Literary Dates

Valentine’s Day is on Monday, but for those celebrating, love will be in the air this weekend. (Mondays will never be romantic, no matter what holiday happens to fall on them.) So I thought I’d lead you all into your  weekends – whether full of flowers & candy or spent with a box of white wine & Jagged Little Pill – with a literary fantasy:

What would be your ideal date with any literary character?

Concert and mix-tape swap with Rob Gordon? Trip to the Natural History Museum with Holden Caulfield? European rendezvous with Jake Barnes? Or a Nick and Norah’s Infinite Playlist-style epic night with the “Nick” or “Norah” of your choice? (I think I’d go with that one.)

Possibilities are endless, and things like logistics, legal ages (hello YA crushes!), and time constraints don’t matter here. Happy planning!

Enjoy your weekend, no matter what you end up doing 🙂

Who Would You Meet?

This weekend is SCBWI New York, which means lots of writers are going to be invading this fair city, even more than usual. One of these writers is my client, K.M. Walton, who will be attending the conference for the first time as a soon-to-be-published author, or, as she might put it, an Apocalypsie. Another reason I’m excited she’s coming into town is that I finally get to meet one of my non-New Yorker writers in person! Very cool.

So of course, this got me thinking – what living author would you most like to have a drink with? I say “living” because there are way too many dead ones to choose from and I’m trying to limit the possibilities. Since there are sure to be writers who are recovering alcoholics, we’ll use the term “drink” loosely and include coffee and tea.

I would love to sit down with Stephen King.
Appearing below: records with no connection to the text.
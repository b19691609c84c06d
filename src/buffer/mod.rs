mod buffer_pool;
mod frame;
mod lru_replacer;

pub use buffer_pool::*;
pub use frame::*;
pub use lru_replacer::*;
I have to admit to being not exactly well-read in his fiction, but his nonfiction book, On Writing, is a must-read for any aspiring author. Plus I think Uncle Stevie and I would get along based on his very smart essays on pop culture and books that he wrote for Entertainment Weekly.

I would also say David Sedaris or Kelly Link because I think they’d be fun to hang out with. Or Jay McInerney, even though I’d be too intimidated to speak to him. I might end up speaking only in second person.
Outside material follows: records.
use std::collections::HashMap;
use std::fmt;
use std::sync::Arc;

use crate::common::{HeapDbError, Result};

use super::DataType;

/// Represents a single column in a table schema.
#[derive(Debug, Clone, PartialEq, Eq)]
pub struct Column {
    /// Column name
    name: String,

    /// Column data type
    data_type: DataType,
}

impl Column {
    /// Creates a new column definition.
    pub fn new(name: impl Into<String>, data_type: DataType) -> Self {
        Self {
            name: name.into(),
            data_type,
        }
    }

    /// Returns the column name.
    pub fn name(&self) -> &str {
        &self.name
    }

    /// Returns the column data type.
    pub fn data_type(&self) -> &DataType {
        &self.data_type
    }

    /// Returns the on-disk width of this column.
    pub fn width(&self) -> usize {
        self.data_type.width()
    }
}

/// Represents the schema of a table: an ordered list of typed, named columns.
///
/// All columns are fixed width, so every record of a table occupies exactly
/// [`Schema::record_width`] bytes on a page.
#[derive(Debug, Clone)]
pub struct Schema {
    /// Ordered list of columns
    columns: Vec<Column>,

    /// Map from column name to column index for fast lookup
    name_to_index: HashMap<String, usize>,

    /// Sum of all column widths
    record_width: usize,
}

impl Schema {
    /// Creates a new schema from a list of columns.
    pub fn new(columns: Vec<Column>) -> Result<Self> {
        if columns.is_empty() {
            return Err(HeapDbError::InvalidSchema(
                "a schema needs at least one column".to_string(),
            ));
        }

        let mut name_to_index = HashMap::new();
        let mut record_width = 0;

        for (i, col) in columns.iter().enumerate() {
            if col.name.is_empty() {
                return Err(HeapDbError::InvalidSchema(format!(
                    "column {} has an empty name",
                    i
                )));
            }
            if name_to_index.insert(col.name.clone(), i).is_some() {
                return Err(HeapDbError::InvalidSchema(format!(
                    "duplicate column '{}'",
                    col.name
                )));
            }
            record_width += col.width();
        }

        Ok(Self {
            columns,
            name_to_index,
            record_width,
        })
    }

    /// Creates a schema builder for fluent construction.
    pub fn builder() -> SchemaBuilder {
        SchemaBuilder::new()
    }

    /// Returns the number of columns in the schema.
    pub fn column_count(&self) -> usize {
        self.columns.len()
    }

    /// Returns the column at the given index.
    pub fn column(&self, index: usize) -> Option<&Column> {
        self.columns.get(index)
    }

    /// Returns the index of the column with the given name.
    pub fn column_index(&self, name: &str) -> Option<usize> {
        self.name_to_index.get(name).copied()
    }

    /// Returns an iterator over all columns.
    pub fn columns(&self) -> impl Iterator<Item = &Column> {
        self.columns.iter()
    }

    /// Returns the fixed width of one encoded record.
    pub fn record_width(&self) -> usize {
        self.record_width
    }
}

impl PartialEq for Schema {
    fn eq(&self, other: &Self) -> bool {
        self.columns == other.columns
    }
}

impl Eq for Schema {}

impl fmt::Display for Schema {
    fn fmt(&self, f: &mut fmt::Formatter<'_>) -> fmt::Result {
        for (i, col) in self.columns.iter().enumerate() {
            if i > 0 {
                write!(f, ", ")?;
            }
            write!(f, "{}({})", col.name, col.data_type)?;
        }
        Ok(())
    }
}

/// Builder for constructing schemas fluently.
pub struct SchemaBuilder {
    columns: Vec<Column>,
}

impl SchemaBuilder {
    /// Creates a new schema builder.
    pub fn new() -> Self {
        Self {
            columns: Vec::new(),
        }
    }

    /// Adds a column.
    pub fn column(mut self, name: impl Into<String>, data_type: DataType) -> Self {
        self.columns.push(Column::new(name, data_type));
        self
    }

    /// Builds the schema.
    pub fn build(self) -> Result<Schema> {
        Schema::new(self.columns)
    }

    /// Builds the schema wrapped in an Arc for shared ownership.
    pub fn build_arc(self) -> Result<Arc<Schema>> {
        self.build().map(Arc::new)
    }
}

impl Default for SchemaBuilder {
    fn default() -> Self {
        Self::new()
    }
}

#[cfg(test)]
mod tests {
    use super::*;

    fn create_test_schema() -> Schema {
        Schema::builder()
            .column("id", DataType::Integer)
            .column("name", DataType::Text(20))
            .column("age", DataType::Integer)
            .build()
            .unwrap()
    }

    #[test]
    fn test_schema_creation() {
        let schema = create_test_schema();

        assert_eq!(schema.column_count(), 3);
        assert_eq!(schema.column(0).unwrap().name(), "id");
        assert_eq!(schema.column(1).unwrap().name(), "name");
        assert_eq!(schema.column(2).unwrap().name(), "age");
        assert_eq!(schema.column_index("age"), Some(2));
        assert_eq!(schema.column_index("nonexistent"), None);
    }

    #[test]
    fn test_record_width() {
        let schema = create_test_schema();
        // id (4) + name (4 + 20) + age (4)
        assert_eq!(schema.record_width(), 32);
    }

    #[test]
    fn test_invalid_schemas() {
        assert!(matches!(
            Schema::builder().build(),
            Err(HeapDbError::InvalidSchema(_))
        ));
        assert!(matches!(
            Schema::builder()
                .column("a", DataType::Integer)
                .column("a", DataType::Integer)
                .build(),
            Err(HeapDbError::InvalidSchema(_))
        ));
    }

    #[test]
    fn test_display() {
        let schema = create_test_schema();
        assert_eq!(
            schema.to_string(),
            "id(INT), name(STRING(20)), age(INT)"
        );
    }
}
What say you? Remember, living authors only.

Have a good weekend everyone!

Parental Units in Fiction

Question of the day –

Assuming you’ve encountered a book where the main character’s parents actually remained alive, whose parents would you most like to have had growing up?

Note: aunts and uncles raising the main character as their own do not count.

I want to say the Weasleys, but I think I’d grow impatient with Molly and her overbearing ways. I’d also want Atticus Finch as my dad, but again… I’m without a mother. What gives, fiction? Why are your moms unacceptable to me? Can I borrow Joyce Summers even though she’s not literary? Mother Goose, perhaps? Sigh.

What say you, friends?

Method Writing

Last night I read a manuscript – not even a client’s, mind you – that made me cry. Well OK, technically I just teared up a little, but still! It was so true to life that I ended up empathizing with the character as if she were a real life friend. Or, more accurately, a real life “me.” It actually inspired me to return to my nonfiction roots and expand an old personal essay.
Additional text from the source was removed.